Cláudio Arreguy
Jornalista
Ao falarmos sobre o futebol do passado à garotada que consome avidamente o noticiário dos últimos anos, parecemos aquele tio chato da festa de família que se perde nas reminiscências e recebe de volta sorrisos de piedade. Ela se divide entre o argentino Messi e o português Cristiano Ronaldo e em tempos recentes vai se rendendo ao francês Mbappé.
Apaixonado há quase 60 anos pelo mais popular dos esportes e há mais de 45 acompanhando-o profissionalmente, já adianto: adoro ver os três jogarem, sou fã deles, respeito demais a abnegação com que se dedicam ao ofício, a assiduidade com que frequentam as redes adversárias e colecionam taças. São realmente excepcionais.

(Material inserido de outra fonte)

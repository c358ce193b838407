use crate::config::{Category, FilterConfig, LensConfig};
use crate::stream::Input;
use clap::{ArgAction, Args, Parser, ValueEnum};
use std::path::PathBuf;

/// Correlate interleaved, request-tagged Rails log lines into one summary per request
#[derive(Parser, Debug)]
#[command(author, version, about, long_about = None)]
pub struct Cli {
    /// Log file to read; standard input when omitted or "-"
    pub input: Option<PathBuf>,

    /// Keep reading the file as it grows (like tail -f)
    #[arg(short, long)]
    pub follow: bool,

    /// Output format
    #[arg(short = 'F', long, value_enum, default_value_t = OutputFormat::Text, env = "REQUEST_LENS_FORMAT")]
    pub format: OutputFormat,

    /// When to colorize text output
    #[arg(long, value_enum, default_value_t = ColorMode::Auto, env = "REQUEST_LENS_COLOR")]
    pub color: ColorMode,

    /// Print engine statistics to stderr when the input ends
    #[arg(long)]
    pub stats: bool,

    /// Increase diagnostic verbosity (-v, -vv, -vvv)
    #[arg(short, long, action = ArgAction::Count)]
    pub verbose: u8,

    /// Only report errors
    #[arg(short, long)]
    pub quiet: bool,

    /// Path to a TOML configuration file
    #[arg(short, long, env = "REQUEST_LENS_CONFIG")]
    pub config: Option<PathBuf>,

    /// Maximum number of requests tracked at once
    #[arg(long, value_parser = parse_capacity, env = "REQUEST_LENS_CAPACITY")]
    pub capacity: Option<usize>,

    /// Completion status from which a request is kept for trailing diagnostics
    #[arg(long, env = "REQUEST_LENS_KEEP_STATUS")]
    pub keep_status: Option<u16>,

    /// Substring marking application debug lines
    #[arg(long, env = "REQUEST_LENS_DEBUG_MARKER")]
    pub debug_marker: Option<String>,

    #[command(flatten)]
    pub filters: FilterArgs,

    #[command(flatten)]
    pub display: DisplayArgs,
}

#[derive(Debug, Clone, Copy, PartialEq, Eq, ValueEnum)]
pub enum OutputFormat {
    /// Human readable, colorized blocks
    Text,
    /// One JSON object per line
    Json,
}

#[derive(Debug, Clone, Copy, PartialEq, Eq, ValueEnum)]
pub enum ColorMode {
    Auto,
    Always,
    Never,
}

impl ColorMode {
    /// Forces `colored` on or off; `Auto` leaves terminal detection alone.
    pub fn apply(self) {
        match self {
            ColorMode::Always => colored::control::set_override(true),
            ColorMode::Never => colored::control::set_override(false),
            ColorMode::Auto => {}
        }
    }
}

fn parse_capacity(value: &str) -> Result<usize, String> {
    match value.parse::<usize>() {
        Ok(0) => Err("capacity must be at least 1".to_string()),
        Ok(capacity) => Ok(capacity),
        Err(e) => Err(e.to_string()),
    }
}

/// Record exclusion and entry hiding patterns (regular expressions)
#[derive(Args, Debug, Clone, Default)]
#[command(next_help_heading = "Filters")]
pub struct FilterArgs {
    /// Suppress requests whose path matches
    #[arg(long, value_name = "REGEX", env = "REQUEST_LENS_EXCLUDE")]
    pub exclude: Option<String>,

    /// Only emit requests whose path matches
    #[arg(long, value_name = "REGEX", env = "REQUEST_LENS_INCLUDE_PATH")]
    pub include_path: Option<String>,

    /// Suppress requests whose path matches
    #[arg(long, value_name = "REGEX", env = "REQUEST_LENS_EXCLUDE_PATH")]
    pub exclude_path: Option<String>,

    /// Suppress requests handled by a matching controller
    #[arg(long, value_name = "REGEX", env = "REQUEST_LENS_EXCLUDE_CONTROLLER")]
    pub exclude_controller: Option<String>,

    /// Suppress requests handled by a matching action
    #[arg(long, value_name = "REGEX", env = "REQUEST_LENS_EXCLUDE_ACTION")]
    pub exclude_action: Option<String>,

    /// Suppress requests whose "Controller#action" matches
    #[arg(long, value_name = "REGEX", env = "REQUEST_LENS_EXCLUDE_CONTROLLER_ACTION")]
    pub exclude_controller_action: Option<String>,

    /// Suppress requests whose raw parameters match
    #[arg(long, value_name = "REGEX", env = "REQUEST_LENS_EXCLUDE_PARAMS")]
    pub exclude_params: Option<String>,

    /// Suppress requests whose status code matches
    #[arg(long, value_name = "REGEX", env = "REQUEST_LENS_EXCLUDE_STATUS")]
    pub exclude_status: Option<String>,

    /// Suppress requests with a matching sql entry
    #[arg(long, value_name = "REGEX", env = "REQUEST_LENS_EXCLUDE_SQL")]
    pub exclude_sql: Option<String>,

    /// Suppress requests with a matching debug entry
    #[arg(long, value_name = "REGEX", env = "REQUEST_LENS_EXCLUDE_LOG")]
    pub exclude_log: Option<String>,

    /// Suppress requests with a matching error entry
    #[arg(long, value_name = "REGEX", env = "REQUEST_LENS_EXCLUDE_ERROR")]
    pub exclude_error: Option<String>,

    /// Drop matching source references from the output
    #[arg(long, value_name = "REGEX", env = "REQUEST_LENS_HIDE_RB")]
    pub hide_rb: Option<String>,

    /// Drop matching template renders from the output
    #[arg(long, value_name = "REGEX", env = "REQUEST_LENS_HIDE_HTML")]
    pub hide_html: Option<String>,

    /// Drop matching debug entries from the output
    #[arg(long, value_name = "REGEX", env = "REQUEST_LENS_HIDE_LOG")]
    pub hide_log: Option<String>,

    /// Drop matching sql entries from the output
    #[arg(long, value_name = "REGEX", env = "REQUEST_LENS_HIDE_SQL")]
    pub hide_sql: Option<String>,
}

impl FilterArgs {
    /// Overlays every pattern given on the command line onto `filters`.
    pub fn apply_to(&self, filters: &mut FilterConfig) {
        let overrides = [
            (&mut filters.exclude, &self.exclude),
            (&mut filters.include_path, &self.include_path),
            (&mut filters.exclude_path, &self.exclude_path),
            (&mut filters.exclude_controller, &self.exclude_controller),
            (&mut filters.exclude_action, &self.exclude_action),
            (
                &mut filters.exclude_controller_action,
                &self.exclude_controller_action,
            ),
            (&mut filters.exclude_params, &self.exclude_params),
            (&mut filters.exclude_status, &self.exclude_status),
            (&mut filters.exclude_sql, &self.exclude_sql),
            (&mut filters.exclude_log, &self.exclude_log),
            (&mut filters.exclude_error, &self.exclude_error),
            (&mut filters.hide_rb, &self.hide_rb),
            (&mut filters.hide_html, &self.hide_html),
            (&mut filters.hide_log, &self.hide_log),
            (&mut filters.hide_sql, &self.hide_sql),
        ];
        for (target, value) in overrides {
            if let Some(value) = value {
                *target = Some(value.clone());
            }
        }
    }
}

/// Sections to show; with none selected every section is shown
#[derive(Args, Debug, Clone, Default)]
#[command(next_help_heading = "Display")]
pub struct DisplayArgs {
    /// Show request parameters
    #[arg(long)]
    pub params: bool,
    /// Show every data-access entry
    #[arg(long)]
    pub sql: bool,
    /// Show template renders
    #[arg(long)]
    pub html: bool,
    /// Show application source references
    #[arg(long)]
    pub rb: bool,
    /// Show debug entries
    #[arg(long)]
    pub log: bool,
    /// Show errors
    #[arg(long)]
    pub error: bool,
    /// Show reads
    #[arg(long)]
    pub read: bool,
    /// Show inserts
    #[arg(long)]
    pub create: bool,
    /// Show updates
    #[arg(long)]
    pub update: bool,
    /// Show deletes
    #[arg(long)]
    pub delete: bool,
    /// Show transaction boundaries
    #[arg(long)]
    pub transaction: bool,
}

impl DisplayArgs {
    pub fn selected(&self) -> Vec<Category> {
        [
            (self.params, Category::Params),
            (self.sql, Category::Sql),
            (self.html, Category::Html),
            (self.rb, Category::Rb),
            (self.log, Category::Log),
            (self.error, Category::Error),
            (self.read, Category::Read),
            (self.create, Category::Create),
            (self.update, Category::Update),
            (self.delete, Category::Delete),
            (self.transaction, Category::Transaction),
        ]
        .into_iter()
        .filter_map(|(on, category)| on.then_some(category))
        .collect()
    }
}

impl Cli {
    pub fn input(&self) -> Input {
        match &self.input {
            Some(path) if path.as_os_str() != "-" => Input::File {
                path: path.clone(),
                follow: self.follow,
            },
            _ => Input::Stdin,
        }
    }

    /// Applies command line and environment overrides on top of a loaded
    /// configuration.
    pub fn apply_to(&self, config: &mut LensConfig) {
        if let Some(capacity) = self.capacity {
            config.engine.capacity = capacity;
        }
        if let Some(status) = self.keep_status {
            config.engine.keep_status_threshold = status;
        }
        if let Some(marker) = &self.debug_marker {
            config.engine.debug_marker = marker.clone();
        }
        self.filters.apply_to(&mut config.filters);

        let selected = self.display.selected();
        if !selected.is_empty() {
            config.display.show = selected;
        }
    }
}

pub fn cli_parse() -> Cli {
    Cli::parse()
}

#[cfg(test)]
mod tests {
    use super::*;

    #[test]
    fn test_cli_overrides_config() {
        let cli = Cli::try_parse_from([
            "request-lens",
            "--capacity",
            "10",
            "--exclude-path",
            "^/health",
            "--sql",
            "--rb",
            "app.log",
        ])
        .expect("valid args");

        let mut config = LensConfig::default();
        config.filters.exclude_path = Some("^/old".to_string());
        config.filters.hide_sql = Some("SCHEMA".to_string());
        cli.apply_to(&mut config);

        assert_eq!(config.engine.capacity, 10);
        assert_eq!(config.filters.exclude_path.as_deref(), Some("^/health"));
        assert_eq!(config.filters.hide_sql.as_deref(), Some("SCHEMA"));
        assert_eq!(config.display.show, vec![Category::Sql, Category::Rb]);
        assert_eq!(
            cli.input(),
            Input::File {
                path: PathBuf::from("app.log"),
                follow: false
            }
        );
    }

    #[test]
    fn test_dash_means_stdin() {
        let cli = Cli::try_parse_from(["request-lens", "-"]).expect("valid args");
        assert_eq!(cli.input(), Input::Stdin);
    }

    #[test]
    fn test_zero_capacity_is_rejected() {
        assert!(Cli::try_parse_from(["request-lens", "--capacity", "0"]).is_err());
    }
}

A trinca está entre os maiores, certamente. Como já estavam antes gênios como o brasileiro Garrincha e os também argentinos Di Stéfano e Maradona. Quase na mesma prateleira, o húngaro Puskás, o alemão Beckenbauer e o holandês Cruyff. Seriam, digamos, os deuses do meu Olimpo particular. E reverenciei, de perto ou pela TV, craques fora de série daqui e do outro lado do Atlântico.

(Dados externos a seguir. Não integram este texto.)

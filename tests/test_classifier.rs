use request_lens::classify::{Bucket, DataAccessKind, LineClassifier, classify_data_access};
use request_lens::parser::{normalize_content, parse_line};

fn classify(raw: &str) -> Option<(Bucket, String)> {
    let line = parse_line(raw)?;
    LineClassifier::default().classify(&normalize_content(&line.content))
}

#[test]
fn test_real_rails_lines() {
    let cases = [
        (
            r#"[8c1e] [127.0.0.1]   User Load (0.5ms)  SELECT "users".* FROM "users" WHERE "users"."id" = $1 LIMIT $2"#,
            Some(Bucket::Sql),
        ),
        (
            "[8c1e]   ↳ app/controllers/application_controller.rb:21:in `current_user'",
            Some(Bucket::Rb),
        ),
        (
            "[8c1e]   Rendered layouts/_flash.html.erb (Duration: 0.2ms | Allocations: 41)",
            Some(Bucket::Html),
        ),
        (
            "[8c1e] ActionController::RoutingError (No route matches [GET] \"/nope\"):",
            Some(Bucket::Error),
        ),
        ("[8c1e] LOG: cart=3 items", Some(Bucket::Log)),
        ("[8c1e] Redirected to http://localhost/login", None),
    ];

    for (raw, expected) in cases {
        assert_eq!(classify(raw).map(|(b, _)| b), expected, "line: {raw}");
    }
}

#[test]
fn test_source_reference_is_reduced_to_fragment() {
    let (bucket, text) =
        classify("[x]   ↳ app/models/order.rb:88:in `block in total'").expect("classified");
    assert_eq!(bucket, Bucket::Rb);
    assert_eq!(text, "app/models/order.rb:88");
}

#[test]
fn test_whitespace_is_collapsed() {
    let (_, text) = classify("[x]   Post Load   (1.1ms)    SELECT 1").expect("classified");
    assert_eq!(text, "Post Load (1.1ms) SELECT 1");
}

#[test]
fn test_data_access_kinds_on_rails_lines() {
    let cases = [
        (r#"Comment Destroy (0.4ms) DELETE FROM "comments" WHERE "comments"."id" = ?"#, Some(DataAccessKind::Delete)),
        (r#"Comment Create (0.9ms) INSERT INTO "comments" ("body") VALUES (?)"#, Some(DataAccessKind::Create)),
        (r#"Comment Update All (0.9ms) UPDATE "comments" SET "seen" = ?"#, Some(DataAccessKind::Update)),
        (r#"Comment Count (0.3ms) SELECT COUNT(*) FROM "comments""#, Some(DataAccessKind::Read)),
        ("TRANSACTION (0.2ms) ROLLBACK", Some(DataAccessKind::Transaction)),
    ];
    for (line, expected) in cases {
        assert_eq!(classify_data_access(line), expected, "line: {line}");
    }
}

Só no capítulo dos brasileiros, cito Didi, Nílton e Djalma Santos, Carlos Alberto, Gérson, Rivellino, Tostão, Ademir da Guia, Jairzinho, Dirceu Lopes, Zé Carlos, Reinaldo, Zico, Falcão, Cerezo, Sócrates, Júnior, Leandro, Careca, Romário, Ronaldo, Ronaldinho Gaúcho e, ultimamente e bem acima de sua geração, Neymar.
Contemplei jogadas espetaculares dessa ilustre galeria, dribles desconcertantes, gols de placa, passes milimétricos, cobranças magistrais de falta. Posso me dizer um espectador privilegiado. Tudo isso para concluir diante dos exigentes sobrinhos: mas vi tudo isso num homem só.
Pois é, um certo Édson Arantes do Nascimento, nascido num 23 de outubro de 1940 na cidade sul-mineira de Três Corações, reuniu todas as virtudes da turma acima em sua estatura de 1,73m e nos 70kg harmonicamente distribuídos em musculatura quase perfeita para um atleta.
Técnica, velocidade, drible, impulsão, finalização, armação, domínio de bola, visão de jogo, improviso, solução rápida para os mais intrincados lances... Tudo isso e muito mais compunham o repertório de Pelé. Jogadas magistrais eram rotina para quem fazia dos gramados mais do que o local de trabalho, o parque de diversões em que divertia os mais atônitos súditos, a sala de espetáculos em que executava maravilhosos solos.
Como disse certa vez Tostão, por mais que procure, não consegui até hoje encontrar um defeito no maior jogador da história do futebol. Porque entre ele e a bola não havia segredos e, sim, a mais completa harmonia.
Não é qualquer um que faz 1.283 gols. Só ele conquistou três títulos mundiais de seleções – além de dois entre clubes pelo Santos. Este mito que nos deixa dois meses e seis dias depois de completar 82 anos de existência transformou a camisa 10 em símbolo de excelência. Resumiu toda a arte da bola na simplicidade com que colecionava gols e joias do futebol. E liberou os tios para serem chatos ao falar de suas façanhas.
Podem crer. Eu vi jogar. E tive o prazer de entrevistá-lo e/ou bater papo com ele uma meia dúzia de vezes. Guardo com carinho uma foto a seu lado feita há 29 anos em Guayaquil, na Copa América do Equador.
No dia em que a humanidade chora a perda de um dos seus maiores gênios, que representou para a bola o que foi Beethoven para a música ou Leonardo da Vinci para as artes plásticas, só tenho a dizer que quem morreu neste 29 de dezembro de 2022 foi o cidadão Édson Arantes do Nascimento. Porque Pelé, o Rei do Futebol, este é eterno.